----- Dataset entries -----

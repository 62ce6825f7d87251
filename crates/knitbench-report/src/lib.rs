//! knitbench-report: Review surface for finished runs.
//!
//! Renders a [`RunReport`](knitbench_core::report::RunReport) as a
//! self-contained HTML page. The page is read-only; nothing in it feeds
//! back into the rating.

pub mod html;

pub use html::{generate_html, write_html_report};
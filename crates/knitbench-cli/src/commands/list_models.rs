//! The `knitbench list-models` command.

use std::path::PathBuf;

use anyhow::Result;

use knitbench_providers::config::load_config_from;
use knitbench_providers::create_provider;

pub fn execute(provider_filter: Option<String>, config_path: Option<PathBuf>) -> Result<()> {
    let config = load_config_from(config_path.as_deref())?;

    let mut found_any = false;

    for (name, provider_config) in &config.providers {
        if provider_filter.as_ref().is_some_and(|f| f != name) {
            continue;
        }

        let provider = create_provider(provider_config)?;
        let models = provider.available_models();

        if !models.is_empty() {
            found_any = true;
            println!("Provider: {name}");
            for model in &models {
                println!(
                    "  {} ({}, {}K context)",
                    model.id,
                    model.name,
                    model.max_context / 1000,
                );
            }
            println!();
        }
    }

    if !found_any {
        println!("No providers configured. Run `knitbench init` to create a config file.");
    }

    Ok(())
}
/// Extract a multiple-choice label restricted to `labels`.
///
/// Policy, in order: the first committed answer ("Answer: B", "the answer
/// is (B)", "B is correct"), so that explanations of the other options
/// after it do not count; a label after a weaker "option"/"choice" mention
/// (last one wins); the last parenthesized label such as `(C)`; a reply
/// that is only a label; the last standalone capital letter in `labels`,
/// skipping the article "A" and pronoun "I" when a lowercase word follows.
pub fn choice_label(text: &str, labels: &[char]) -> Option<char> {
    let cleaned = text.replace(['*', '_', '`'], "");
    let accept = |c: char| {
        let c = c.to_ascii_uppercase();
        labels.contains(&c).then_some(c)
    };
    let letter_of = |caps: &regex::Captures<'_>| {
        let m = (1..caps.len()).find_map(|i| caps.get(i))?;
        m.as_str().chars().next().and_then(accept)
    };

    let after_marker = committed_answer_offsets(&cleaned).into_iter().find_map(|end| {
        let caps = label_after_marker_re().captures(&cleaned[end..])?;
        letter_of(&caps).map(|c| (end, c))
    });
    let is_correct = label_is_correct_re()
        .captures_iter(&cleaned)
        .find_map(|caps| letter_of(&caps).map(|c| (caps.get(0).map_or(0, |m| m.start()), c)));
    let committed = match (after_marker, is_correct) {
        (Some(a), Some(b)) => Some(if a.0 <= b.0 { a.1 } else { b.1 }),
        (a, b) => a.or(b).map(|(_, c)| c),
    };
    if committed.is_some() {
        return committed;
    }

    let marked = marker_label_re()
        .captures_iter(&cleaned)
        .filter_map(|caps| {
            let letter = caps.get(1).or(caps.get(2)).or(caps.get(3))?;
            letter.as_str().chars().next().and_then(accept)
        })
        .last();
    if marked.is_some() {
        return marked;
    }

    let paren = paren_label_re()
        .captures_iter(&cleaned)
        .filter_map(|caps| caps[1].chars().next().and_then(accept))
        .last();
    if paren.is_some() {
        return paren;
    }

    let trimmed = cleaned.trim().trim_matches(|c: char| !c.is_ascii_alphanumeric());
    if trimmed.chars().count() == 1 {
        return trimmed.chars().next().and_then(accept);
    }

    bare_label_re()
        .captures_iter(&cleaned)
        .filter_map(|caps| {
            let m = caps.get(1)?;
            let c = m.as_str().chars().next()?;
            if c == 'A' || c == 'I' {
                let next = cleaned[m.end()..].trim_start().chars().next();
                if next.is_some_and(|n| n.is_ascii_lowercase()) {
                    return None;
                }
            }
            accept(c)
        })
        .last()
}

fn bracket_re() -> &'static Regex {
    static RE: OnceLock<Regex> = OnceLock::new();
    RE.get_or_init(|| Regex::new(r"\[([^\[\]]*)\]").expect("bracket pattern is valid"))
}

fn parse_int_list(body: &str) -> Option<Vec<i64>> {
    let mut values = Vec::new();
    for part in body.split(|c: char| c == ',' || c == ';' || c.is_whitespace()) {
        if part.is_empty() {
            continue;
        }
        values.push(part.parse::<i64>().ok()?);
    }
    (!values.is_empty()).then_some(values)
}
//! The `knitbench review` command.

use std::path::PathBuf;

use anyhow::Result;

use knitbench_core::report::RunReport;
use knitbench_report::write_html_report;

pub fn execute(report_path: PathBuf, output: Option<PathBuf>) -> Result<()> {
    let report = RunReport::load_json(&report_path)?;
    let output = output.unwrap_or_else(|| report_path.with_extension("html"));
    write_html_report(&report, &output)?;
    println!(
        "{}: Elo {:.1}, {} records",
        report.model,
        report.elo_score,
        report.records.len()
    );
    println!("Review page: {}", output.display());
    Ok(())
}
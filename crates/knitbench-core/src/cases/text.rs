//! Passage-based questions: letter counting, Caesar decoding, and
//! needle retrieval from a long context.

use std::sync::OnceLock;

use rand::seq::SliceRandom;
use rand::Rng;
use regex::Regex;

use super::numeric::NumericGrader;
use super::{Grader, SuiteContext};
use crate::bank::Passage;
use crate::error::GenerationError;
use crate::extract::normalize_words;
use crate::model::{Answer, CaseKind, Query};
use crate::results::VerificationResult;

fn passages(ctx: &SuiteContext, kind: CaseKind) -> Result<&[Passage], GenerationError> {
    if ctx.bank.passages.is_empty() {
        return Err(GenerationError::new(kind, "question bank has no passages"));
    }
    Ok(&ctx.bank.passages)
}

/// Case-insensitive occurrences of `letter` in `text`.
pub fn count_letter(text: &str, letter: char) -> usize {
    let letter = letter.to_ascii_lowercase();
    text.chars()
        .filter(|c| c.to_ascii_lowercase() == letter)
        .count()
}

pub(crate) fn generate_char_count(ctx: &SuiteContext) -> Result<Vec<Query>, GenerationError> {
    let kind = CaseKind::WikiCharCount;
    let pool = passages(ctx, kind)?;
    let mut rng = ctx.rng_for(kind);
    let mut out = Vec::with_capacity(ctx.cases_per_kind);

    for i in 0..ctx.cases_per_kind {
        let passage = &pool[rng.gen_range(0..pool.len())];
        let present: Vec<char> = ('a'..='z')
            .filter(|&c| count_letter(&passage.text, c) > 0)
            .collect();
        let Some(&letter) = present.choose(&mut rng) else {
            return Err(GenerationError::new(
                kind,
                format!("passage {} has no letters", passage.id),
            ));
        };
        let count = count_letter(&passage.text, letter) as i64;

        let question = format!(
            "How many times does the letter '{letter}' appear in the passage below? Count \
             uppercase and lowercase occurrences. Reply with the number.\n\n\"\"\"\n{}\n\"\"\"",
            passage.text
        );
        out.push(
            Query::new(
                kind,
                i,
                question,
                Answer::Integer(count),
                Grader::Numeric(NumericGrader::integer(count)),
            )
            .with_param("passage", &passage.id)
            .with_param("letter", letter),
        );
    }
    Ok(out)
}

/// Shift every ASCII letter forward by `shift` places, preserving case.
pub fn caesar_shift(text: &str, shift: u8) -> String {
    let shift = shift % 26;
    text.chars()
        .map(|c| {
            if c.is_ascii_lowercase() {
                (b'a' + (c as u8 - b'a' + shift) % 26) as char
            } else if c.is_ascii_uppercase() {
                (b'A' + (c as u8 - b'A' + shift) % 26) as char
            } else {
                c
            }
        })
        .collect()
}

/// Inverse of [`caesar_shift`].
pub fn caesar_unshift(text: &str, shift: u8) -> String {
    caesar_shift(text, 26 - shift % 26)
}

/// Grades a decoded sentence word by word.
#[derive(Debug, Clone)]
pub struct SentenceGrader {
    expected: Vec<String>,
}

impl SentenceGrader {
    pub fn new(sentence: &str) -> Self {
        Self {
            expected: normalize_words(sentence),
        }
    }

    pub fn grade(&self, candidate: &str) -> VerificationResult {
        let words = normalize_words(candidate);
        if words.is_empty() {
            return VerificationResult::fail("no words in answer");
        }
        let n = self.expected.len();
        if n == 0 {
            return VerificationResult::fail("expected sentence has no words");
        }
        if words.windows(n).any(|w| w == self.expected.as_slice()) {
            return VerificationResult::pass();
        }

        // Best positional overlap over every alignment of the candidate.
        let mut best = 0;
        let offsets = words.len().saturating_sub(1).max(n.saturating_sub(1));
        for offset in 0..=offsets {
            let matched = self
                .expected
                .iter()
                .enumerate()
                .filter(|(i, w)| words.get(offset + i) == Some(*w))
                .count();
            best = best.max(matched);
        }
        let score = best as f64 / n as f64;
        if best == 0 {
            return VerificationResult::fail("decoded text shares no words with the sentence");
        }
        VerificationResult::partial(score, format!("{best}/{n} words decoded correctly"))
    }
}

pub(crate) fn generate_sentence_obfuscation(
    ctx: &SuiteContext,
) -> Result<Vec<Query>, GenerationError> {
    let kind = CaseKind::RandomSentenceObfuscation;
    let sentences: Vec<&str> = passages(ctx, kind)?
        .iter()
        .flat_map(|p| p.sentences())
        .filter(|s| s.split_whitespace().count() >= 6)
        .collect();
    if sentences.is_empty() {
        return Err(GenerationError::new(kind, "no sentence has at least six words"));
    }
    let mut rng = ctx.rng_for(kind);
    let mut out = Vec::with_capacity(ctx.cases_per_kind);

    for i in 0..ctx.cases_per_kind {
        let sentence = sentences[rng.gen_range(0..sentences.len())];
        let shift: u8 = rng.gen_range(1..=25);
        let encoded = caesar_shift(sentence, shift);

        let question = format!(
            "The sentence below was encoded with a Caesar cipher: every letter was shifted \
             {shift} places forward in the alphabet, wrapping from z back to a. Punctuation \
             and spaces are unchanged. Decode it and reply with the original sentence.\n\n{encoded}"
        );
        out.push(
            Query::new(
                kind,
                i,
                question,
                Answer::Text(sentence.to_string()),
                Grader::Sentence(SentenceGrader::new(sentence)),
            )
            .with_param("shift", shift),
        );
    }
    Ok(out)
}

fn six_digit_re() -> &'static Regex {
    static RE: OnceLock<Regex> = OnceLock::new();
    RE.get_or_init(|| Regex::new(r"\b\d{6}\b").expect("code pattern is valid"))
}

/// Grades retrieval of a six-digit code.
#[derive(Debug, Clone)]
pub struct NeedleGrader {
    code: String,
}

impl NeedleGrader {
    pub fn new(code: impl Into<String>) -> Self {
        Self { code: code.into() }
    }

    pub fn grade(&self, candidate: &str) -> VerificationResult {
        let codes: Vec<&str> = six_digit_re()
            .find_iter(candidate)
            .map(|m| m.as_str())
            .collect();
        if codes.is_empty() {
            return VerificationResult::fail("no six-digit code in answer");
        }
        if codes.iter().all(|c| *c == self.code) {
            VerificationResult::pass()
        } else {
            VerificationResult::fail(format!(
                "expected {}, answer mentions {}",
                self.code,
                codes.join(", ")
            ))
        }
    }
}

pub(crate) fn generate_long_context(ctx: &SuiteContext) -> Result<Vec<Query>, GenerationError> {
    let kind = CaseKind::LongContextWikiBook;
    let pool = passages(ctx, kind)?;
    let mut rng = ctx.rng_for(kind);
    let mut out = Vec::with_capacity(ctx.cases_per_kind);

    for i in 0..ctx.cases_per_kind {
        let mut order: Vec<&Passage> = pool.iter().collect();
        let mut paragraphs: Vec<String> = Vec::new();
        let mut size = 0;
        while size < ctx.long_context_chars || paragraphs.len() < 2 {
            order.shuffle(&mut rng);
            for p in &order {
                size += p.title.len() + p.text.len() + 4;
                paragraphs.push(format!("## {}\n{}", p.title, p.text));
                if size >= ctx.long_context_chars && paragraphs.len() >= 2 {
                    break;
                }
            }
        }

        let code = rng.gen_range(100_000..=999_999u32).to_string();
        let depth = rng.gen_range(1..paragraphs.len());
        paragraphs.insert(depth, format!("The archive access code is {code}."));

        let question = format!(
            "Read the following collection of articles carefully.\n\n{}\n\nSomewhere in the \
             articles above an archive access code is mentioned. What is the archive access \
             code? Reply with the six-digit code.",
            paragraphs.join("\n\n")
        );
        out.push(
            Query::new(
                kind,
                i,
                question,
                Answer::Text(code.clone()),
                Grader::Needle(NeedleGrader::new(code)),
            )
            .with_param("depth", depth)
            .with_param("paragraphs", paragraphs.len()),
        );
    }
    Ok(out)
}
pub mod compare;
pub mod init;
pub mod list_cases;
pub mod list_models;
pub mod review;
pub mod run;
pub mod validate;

-----

Work order – Locate all lines in the listing above with the word "matched". Copy them.

Response below –
            let matched = self
            best = best.max(matched);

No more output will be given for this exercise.